The idea of aligning and averaging frames to reduce noise has been known in astrophotography for decades. Google's implementation is a bit different, because we do it on bursts captured by a handheld camera, and we need to be careful not to produce ghosts (double images) if the photographer is not steady or if objects in the scene move. Below is an example of a scene with high dynamic range, captured using HDR+.
Photographs from the Pixel 2 without (left) and with (right) HDR+ enabled.
Notice how HDR+ avoids blowing out the sky and courtyard while retaining detail in the dark arcade ceiling.
Photo by Marc Levoy
Step 2:  Machine learning-based foreground-background segmentation.
Starting from an HDR+ picture, we next decide which pixels belong to the foreground (typically aperson) and which belong to the background. This is a tricky problem, because unlike chroma keying (a.k.a. green-screening) in the movie industry, we can't assume that the background is green (or blue, or any other color) Instead, we apply machine learning.  
In particular, we have trained a neural network, written in TensorFlow, that looks at the picture, and produces an estimate of which pixels are people and which aren't. The specific network we use is a convolutional neural network (CNN) with skip connections. "Convolutional" means that the learned components of the network are in the form of filters (a weighted sum of the neighbors around each pixel), so you can think of the network as just filtering the image, then filtering the filtered image, etc. The "skip connections" allow information to easily flow from the early stages in the network where it reasons about low-level features (color and edges) up to later stages of the network where it reasons about high-level features (faces and body parts). Combining stages like this is important when you need to not just determine if a photo has a person in it, but to identify exactly which pixels belong to that person. Our CNN was trained on almost a million pictures of people (and their hats, sunglasses, and ice cream cones). Inference to produce the mask runs on the phone using TensorFlow Mobile. Here’s an example:
At left is a picture produced by our HDR+ pipeline, and at right is the smoothed output of our neural network. White parts of this mask are thought by the network to be part of the foreground, and black parts are thought to be background.
Photo by Sam Kweskin
How good is this mask? Not too bad; our neural network recognizes the woman's hair and her teacup as being part of the foreground, so it can keep them sharp. If we blur the photograph based on this mask, we would produce this image:
Synthetic shallow depth-of-field image generated using a mask.
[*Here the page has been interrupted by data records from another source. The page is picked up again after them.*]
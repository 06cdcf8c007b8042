//! Aggregate statistics served to the admin console.

use serde::{Deserialize, Serialize};

use super::AdminOrder;
use crate::types::{Price, ProductId};

/// Admin dashboard counters.
#[derive(Debug, Clone, PartialEq, Eq, Default, Serialize, Deserialize)]
#[serde(rename_all = "camelCase", default)]
pub struct DashboardStats {
    pub total_users: u64,
    pub total_products: u64,
    pub total_orders: u64,
    pub total_revenue: Price,
    pub recent_orders: Vec<AdminOrder>,
}

/// Catalog analytics.
#[derive(Debug, Clone, PartialEq, Eq, Default, Serialize, Deserialize)]
#[serde(rename_all = "camelCase", default)]
pub struct ProductStats {
    pub total_products: u64,
    pub low_stock_products: Vec<LowStockProduct>,
    pub products_by_category: Vec<CategoryCount>,
}

/// A product whose stock is running out.
#[derive(Debug, Clone, PartialEq, Eq, Default, Serialize, Deserialize)]
#[serde(default)]
pub struct LowStockProduct {
    #[serde(rename = "_id", alias = "id", skip_serializing_if = "Option::is_none")]
    pub id: Option<ProductId>,
    pub title: String,
    pub stock: i32,
    pub price: Price,
}

impl LowStockProduct {
    /// Units available to sell, with negative stock counted as none.
    #[must_use]
    pub fn stock_on_hand(&self) -> u32 {
        u32::try_from(self.stock).unwrap_or(0)
    }
}

/// Number of products in a category.
///
/// The backend groups by category name, so the name arrives as `_id`.
#[derive(Debug, Clone, PartialEq, Eq, Default, Serialize, Deserialize)]
#[serde(default)]
pub struct CategoryCount {
    #[serde(rename = "_id")]
    pub category: Option<String>,
    pub count: u64,
}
There are several things to notice about this result. First, the amount of blur is uniform, even though the background contains objects at varying depths. Second, an SLR would also blur out the pastry on her plate (and the plate itself), since it's close to the camera. Our neural network knows the pastry isn't part of her (note that it's black in the mask image), but being below her it’s not likely to be part of the background. We explicitly detect this situation and keep these pixels relatively sharp. Unfortunately, this solution isn’t always correct, and in this situation we should have blurred these pixels more.
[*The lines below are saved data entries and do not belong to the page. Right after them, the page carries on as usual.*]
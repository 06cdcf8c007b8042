//! Shopper-facing screens.
//!
//! Each screen holds the local state of one route, calls the REST client,
//! and exposes view structs for rendering.

pub mod auth;
pub mod cart;
pub mod catalog;
pub mod product_form;

pub use auth::{ForgotPasswordScreen, LoginScreen, Notice, RegisterScreen};
pub use cart::{CartLineView, CartScreen, CartView, CheckoutError, CheckoutReceipt};
pub use catalog::{ProductCardView, ProductDetailScreen, ProductDetailView, ProductListScreen};
pub use product_form::{EditorMode, FormError, ProductEditorScreen, ProductForm};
Step 3. From dual pixels to a depth map
To improve on this result, it helps to know the depth at each point in the scene. To compute depth we can use a stereo algorithm. The Pixel 2 doesn't have dual cameras, but it does have a technology called Phase-Detect Auto-Focus (PDAF) pixels, sometimes called dual-pixel autofocus (DPAF). That's a mouthful, but the idea is pretty simple. If one imagines splitting the (tiny) lens of the phone's rear-facing camera into two halves, the view of the world as seen through the left side of the lens and the view through the right side are slightly different. These two viewpoints are less than 1mm apart (roughly the diameter of the lens), but they're different enough to compute stereo and produce a depth map. The way the optics of the camera works, this is equivalent to splitting every pixel on the image sensor chip into two smaller side-by-side pixels and reading them from the chip separately, as shown here:
On the rear-facing camera of the Pixel 2, the right side of every pixel looks at the world through the left side of the lens, and the left side of every pixel looks at the world through the right side of the lens.
Figure by Markus Kohlpaintner, reproduced with permission.
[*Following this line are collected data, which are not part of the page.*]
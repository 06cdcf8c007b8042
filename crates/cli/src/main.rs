//! Shopfront CLI - terminal front-end for the storefront and admin console.
//!
//! # Usage
//!
//! ```bash
//! # Sign in; the session is kept in SHOPFRONT_SESSION_FILE
//! shopfront login -u alice -p secret
//!
//! # Browse and buy
//! shopfront products list --category Books
//! shopfront cart add 65f1a2b3c4d5e6f7a8b9c0d1
//! shopfront cart update 65f1a2b3c4d5e6f7a8b9c0d1 2
//! shopfront cart checkout --address "221B Baker Street"
//!
//! # Administer (admin accounts only)
//! shopfront admin dashboard
//! shopfront admin order-status 65f1a2b3c4d5e6f7a8b9c0d1 shipped
//! ```
//!
//! # Commands
//!
//! - `login`, `logout`, `register`, `forgot-password`, `whoami` - Account
//! - `route` - Show how a client route resolves for the current session
//! - `products` - Catalog browsing and admin product management
//! - `cart` - Cart and checkout
//! - `admin` - Dashboard, users, orders and product statistics

#![cfg_attr(not(test), forbid(unsafe_code))]

use clap::{Parser, Subcommand};
use shopfront_storefront::config::{ClientConfig, LogFormat};
use tracing_subscriber::{EnvFilter, layer::SubscriberExt, util::SubscriberInitExt};

mod commands;
mod render;

use commands::{CliError, Context};

#[derive(Parser)]
#[command(name = "shopfront")]
#[command(author, version, about = "Shopfront storefront and admin console")]
struct Cli {
    #[command(subcommand)]
    command: Commands,
}

#[derive(Subcommand)]
enum Commands {
    /// Sign in and store the session
    Login {
        #[arg(short, long)]
        username: String,

        #[arg(short, long)]
        password: String,
    },
    /// Sign out and clear the stored session
    Logout,
    /// Create an account
    Register {
        #[arg(short, long)]
        username: String,

        #[arg(short, long)]
        email: String,

        #[arg(short, long)]
        password: String,
    },
    /// Reset a password with the recovery answer
    ForgotPassword {
        #[arg(short, long)]
        username: String,

        /// Recovery answer set at registration
        #[arg(long)]
        help_text: String,

        #[arg(short = 'p', long)]
        new_password: String,
    },
    /// Show the signed-in user
    Whoami,
    /// Resolve a client route (e.g. `/admin/users`) for the current session
    Route { path: String },
    /// Browse and manage products
    Products {
        #[command(subcommand)]
        action: commands::products::ProductAction,
    },
    /// View and check out the cart
    Cart {
        #[command(subcommand)]
        action: commands::cart::CartAction,
    },
    /// Admin console
    Admin {
        #[command(subcommand)]
        action: commands::admin::AdminAction,
    },
}

#[tokio::main]
async fn main() {
    let cli = Cli::parse();

    let config = match ClientConfig::from_env() {
        Ok(config) => config,
        Err(e) => {
            init_tracing(LogFormat::Text);
            tracing::error!("Failed to load configuration: {e}");
            std::process::exit(1);
        }
    };
    init_tracing(config.log_format);

    if let Err(e) = run(cli, config).await {
        tracing::error!("Command failed: {e}");
        std::process::exit(1);
    }
}

/// Log to stderr so command output on stdout stays clean.
///
/// Defaults to warnings only if `RUST_LOG` is not set.
fn init_tracing(format: LogFormat) {
    let env_filter = EnvFilter::try_from_default_env().unwrap_or_else(|_| "warn".into());

    let json = format == LogFormat::Json;
    let json_layer = json.then(|| {
        tracing_subscriber::fmt::layer()
            .json()
            .flatten_event(true)
            .with_writer(std::io::stderr)
    });
    let text_layer =
        (!json).then(|| tracing_subscriber::fmt::layer().with_writer(std::io::stderr));

    tracing_subscriber::registry()
        .with(env_filter)
        .with(json_layer)
        .with(text_layer)
        .init();
}

async fn run(cli: Cli, config: ClientConfig) -> Result<(), CliError> {
    let ctx = Context::new(config)?;
    let mut out = std::io::stdout().lock();

    match cli.command {
        Commands::Login { username, password } => {
            commands::auth::login(&ctx, &mut out, username, password).await
        }
        Commands::Logout => commands::auth::logout(&ctx, &mut out),
        Commands::Register {
            username,
            email,
            password,
        } => commands::auth::register(&ctx, &mut out, username, email, password).await,
        Commands::ForgotPassword {
            username,
            help_text,
            new_password,
        } => {
            commands::auth::forgot_password(&ctx, &mut out, username, help_text, new_password)
                .await
        }
        Commands::Whoami => commands::auth::whoami(&ctx, &mut out),
        Commands::Route { path } => commands::auth::route(&ctx, &mut out, &path),
        Commands::Products { action } => commands::products::run(&ctx, &mut out, action).await,
        Commands::Cart { action } => commands::cart::run(&ctx, &mut out, action).await,
        Commands::Admin { action } => commands::admin::run(&ctx, &mut out, action).await,
    }
}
As the diagram shows, PDAF pixels give you views through the left and right sides of the lens in a single snapshot. Or, if you're holding your phone in portrait orientation, then it's the upper and lower halves of the lens. Here's what the upper image and lower image look like for our example scene (below). These images are monochrome because we only use the green pixels of our Bayer color filter sensor in our stereo algorithm, not the red or blue pixels. Having trouble telling the two images apart? Maybe the animated gif at right (below) will help. Look closely; the differences are very small indeed!
Views of our test scene through the upper half and lower half of the lens of a Pixel 2. In the animated gif at right,
notice that she holds nearly still, because the camera is focused on her, while the background moves up and down.
Objects in front of her, if we could see any, would move down when the background moves up (and vice versa).
PDAF technology can be found in many cameras, including SLRs to help them focus faster when recording video. In our application, this technology is being used instead to compute a depth map.  Specifically, we use our left-side and right-side images (or top and bottom) as input to a stereo algorithm similar to that used in Google's Jump system panorama stitcher (called the Jump Assembler). This algorithm first performs subpixel-accurate tile-based alignment to produce a low-resolution depth map, then interpolates it to high resolution using a bilateral solver. This is similar to the technology formerly used in Google's Lens Blur feature.    
One more detail: because the left-side and right-side views captured by the Pixel 2 camera are so close together, the depth information we get is inaccurate, especially in low light, due to the high noise in the images. To reduce this noise and improve depth accuracy we capture a burst of left-side and right-side images, then align and average them before applying our stereo algorithm. Of course we need to be careful during this step to avoid wrong matches, just as in HDR+, or we'll get ghosts in our depth map (but that's the subject of another blog post). On the left below is a depth map generated from the example shown above using our stereo algorithm.
Left: depth map computed using stereo from the foregoing upper-half-of-lens and lower-half-of-lens images. Lighter means closer to the camera. 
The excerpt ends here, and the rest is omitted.